Unbagging the Cats 1

Unbagging the Cats 1

Saturday, May 19, 2012

What's Fair is Fair

Sigh. They're at it again. Those folks who insist on impeding my progress to and from town. The latest offender has taken over our low-water bridge on the blacktop county road. The connecting link to the lettered state route that runs through Backroads.

For any of you contemplating a recreational jaunt to my neck of the woods, please consider the rights of the natives. We do not welcome you with open arms. Our habitat is not one big free playground in which you may frolic at will. Streams cannot be owned. But the bridges spanning them are still subject to rules of the road. They are designed for vehicle traffic.

DO NOT SET UP A CANVAS CAMP CHAIR ON THE BRIDGE!

Seriously. That is just rude. And dangerous. And makes me want to write Backroads Miz Manners about your obvious lack of on-road etiquette. A concrete bridge with no sides, wide enough for one car only, in a dip between steep grades with poor visibility until the driver is nearly upon the bridge, is no place to wet your worm and sip a beverage. Seriously.

Some fool woman did just that last week. She put her red fold-up chair nearly in the middle of the bridge. She needed comfortable room for her feet, I suppose. And her beverage was too big for the chair-arm holder. So she set it on the bridge beside her. It was a 44 oz. Like Lou Grant helping himself to half of the Veal Prince Orloff at Mary's dinner party, BRIDGEt took up half the bridge. I barely squeezed my SUV by her.

Never mind that the water in that creek is now twelve inches deep, a far cry from the twelve feet it achieves in flood stage. No self-respecting fish is going to be caught dead in that clear water. Fish have eyes, you know. They can see you trying to snag them. Especially in a red camp chair. And what fun is it to fish when you can see the bottom? See that there is nary a fish in sight? BRIDGEt might as well have set up her rig over a mud puddle. A galvanized bucket. A kiddy wading pool. She would have the same chance of success.

I am organizing a crew of Backroadsians for a trip to the city. We plan to take naps on the highway on and off ramps at rush hour. Fair is fair.


Fight THIS

with THIS!


6 comments:

Sioux Roslawski said...

Us city folks would welcome you with your adjustable mattress.

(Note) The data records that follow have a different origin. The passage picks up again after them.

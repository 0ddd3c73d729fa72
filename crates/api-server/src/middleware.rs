//! Authentication and role-gate middleware for API routes.

use axum::{
    body::Body,
    extract::State,
    http::{header::AUTHORIZATION, Request},
    middleware::Next,
    response::{IntoResponse, Response},
};
use std::sync::Arc;

use auth::{AuthError, RouteAccess, UserView};

use crate::error::ApiError;
use crate::state::AppState;

/// Pull the bearer token out of the Authorization header.
fn bearer_token(request: &Request<Body>) -> Result<&str, Response> {
    let header = request
        .headers()
        .get(AUTHORIZATION)
        .ok_or_else(|| unauthorized_response("Missing authorization header"))?;

    let value = header
        .to_str()
        .map_err(|_| unauthorized_response("Invalid authorization header encoding"))?;

    value
        .strip_prefix("Bearer ")
        .map(str::trim)
        .filter(|token| !token.is_empty())
        .ok_or_else(|| {
            unauthorized_response("Invalid authorization format, expected 'Bearer <token>'")
        })
}

/// Validate the access token and confirm the account is still active.
/// On success, injects the caller's `UserView` into request extensions.
pub async fn require_auth(
    State(state): State<Arc<AppState>>,
    mut request: Request<Body>,
    next: Next,
) -> Response {
    let token = match bearer_token(&request) {
        Ok(token) => token,
        Err(response) => return response,
    };

    let user = match state.auth.authenticate(token).await {
        Ok(user) => user,
        // A valid token whose subject no longer exists is just a bad token.
        Err(AuthError::UserNotFound) => {
            return ApiError::from(AuthError::InvalidToken).into_response();
        }
        Err(e) => {
            tracing::debug!(error = %e, "Authentication failed");
            return ApiError::from(e).into_response();
        }
    };

    tracing::debug!(user_id = %user.id, role = user.role.as_str(), "Authenticated request");

    request.extensions_mut().insert(user);

    next.run(request).await
}

fn gate(access: RouteAccess, request: Request<Body>) -> Result<Request<Body>, Response> {
    let user = request
        .extensions()
        .get::<UserView>()
        .ok_or_else(|| unauthorized_response("Not authenticated"))?;

    if let Err(e) = access.authorize(user.role) {
        tracing::info!(
            user_id = %user.id,
            role = user.role.as_str(),
            required = ?access,
            "Access denied"
        );
        return Err(ApiError::from(e).into_response());
    }

    Ok(request)
}

/// Middleware that requires the risk desk (RiskManager or Admin).
/// Must be applied AFTER `require_auth` middleware.
pub async fn require_risk_desk(request: Request<Body>, next: Next) -> Response {
    match gate(RouteAccess::RiskDesk, request) {
        Ok(request) => next.run(request).await,
        Err(response) => response,
    }
}

/// Middleware that requires admin role.
/// Must be applied AFTER `require_auth` middleware.
pub async fn require_admin(request: Request<Body>, next: Next) -> Response {
    match gate(RouteAccess::Admin, request) {
        Ok(request) => next.run(request).await,
        Err(response) => response,
    }
}

fn unauthorized_response(message: &str) -> Response {
    ApiError::Unauthorized(message.to_string()).into_response()
}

Right next to you, we'll set up a stand to sell Elvis-on-velvet paintings so you won't feel so alone. And a stand that sells gen-u-ine Rollexe watches. And to protect you, we'll station a homeless man who has made a sign--using a black marker and a piece of cardboard--which he holds while he smokes a cigarette.

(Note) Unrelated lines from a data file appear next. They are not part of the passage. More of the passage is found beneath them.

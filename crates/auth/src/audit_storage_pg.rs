//! PostgreSQL storage backend for audit logs.

use anyhow::Result;
use chrono::{DateTime, Utc};
use sqlx::PgPool;

use crate::audit::{AuditAction, AuditEvent, AuditFilter, AuditStorage};

/// PostgreSQL-backed audit storage over the `audit_log` table.
pub struct PostgresAuditStorage {
    pool: PgPool,
}

impl PostgresAuditStorage {
    pub fn new(pool: PgPool) -> Self {
        Self { pool }
    }
}

#[derive(Debug, sqlx::FromRow)]
struct AuditRow {
    id: i64,
    timestamp: DateTime<Utc>,
    user_id: Option<String>,
    action: String,
    resource: String,
    details: Option<serde_json::Value>,
    success: bool,
    error: Option<String>,
}

impl AuditRow {
    fn into_event(self) -> AuditEvent {
        AuditEvent {
            id: self.id,
            timestamp: self.timestamp,
            user_id: self.user_id,
            action: AuditAction::parse(&self.action),
            resource: self.resource,
            details: self.details.unwrap_or(serde_json::Value::Null),
            success: self.success,
            error: self.error,
        }
    }
}

#[async_trait::async_trait]
impl AuditStorage for PostgresAuditStorage {
    async fn store(&self, event: &AuditEvent) -> Result<i64> {
        let row: (i64,) = sqlx::query_as(
            r#"
            INSERT INTO audit_log (timestamp, user_id, action, resource, details, success, error)
            VALUES ($1, $2, $3, $4, $5, $6, $7)
            RETURNING id
            "#,
        )
        .bind(event.timestamp)
        .bind(&event.user_id)
        .bind(event.action.as_str())
        .bind(&event.resource)
        .bind(&event.details)
        .bind(event.success)
        .bind(&event.error)
        .fetch_one(&self.pool)
        .await?;

        Ok(row.0)
    }

    async fn query(&self, filter: &AuditFilter) -> Result<Vec<AuditEvent>> {
        let action = filter.action.as_ref().map(|a| a.as_str().to_string());

        let rows: Vec<AuditRow> = sqlx::query_as(
            r#"
            SELECT id, timestamp, user_id, action, resource, details, success, error
            FROM audit_log
            WHERE ($1::text IS NULL OR user_id = $1)
              AND ($2::text IS NULL OR action = $2)
              AND ($3::bool IS NULL OR success = $3)
            ORDER BY timestamp DESC
            LIMIT $4 OFFSET $5
            "#,
        )
        .bind(&filter.user_id)
        .bind(action)
        .bind(filter.success_only)
        .bind(filter.limit.unwrap_or(100) as i64)
        .bind(filter.offset.unwrap_or(0) as i64)
        .fetch_all(&self.pool)
        .await?;

        Ok(rows.into_iter().map(AuditRow::into_event).collect())
    }
}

Come on over. We'll leave the light on for ya...

knancy said...

BARn, BRIDGEt, flusie, etc. Time to start thinking about publishing a dictionary.

Chickadee said...

Sounds like she's a candidate for the Darwin Awards.

Yeah, if she wasn't around, I would have been tempted to boot that chair over the edge of the bridge.

Linda O'Connell said...

That BRIDGEt!
We were in Branson a few years ago and the entire town had camp chairs set up lining every street. It was hot rod weekend, but we didn't find that out until evening when people occupied the chairs and cars cruised the strip creating nightmare traffic jams.

Leenie said...

Was she still there when you went back or was there just this smoosh of red canvas, fishing pole and eeeewwww?

Val said...

Sioux,
I'm holding out for the guy pushing a cart containing a single lamp across the 7-Eleven parking lot every evening.

And just so you know, we here in Backroads never get out of our vehicles until we reach our destination. We fold in the mirrors to collect our mail at the row of mailboxes, we grab the empty trash dumpster and tow it along beside the door, and we hand off items to family members in other vehicles through the windows.

*************
knancy,
Shh...I've been clandestinely compiling such a tome for the past several months. The working title is THE (myhusbandsnickname)TIONARY. Keep it under your hat. I don't want to leak any trade secrets to copycats.

*************
Chick,
She had the nerve to GLARE at me. While I was using the bridge for its intended purpose!

*************
Linda,
For future reference, the streets of Branson are like that every evening. The traffic jams, not the camp chairs. Hot rods or not, the traffic is turtlesque. In fact, I would bet my money on an arthritic septuagenarian Galapagos Tortoise to beat a car from one end of The Strip to the other.

**************
Leenie,
Only her cup remained. For three days.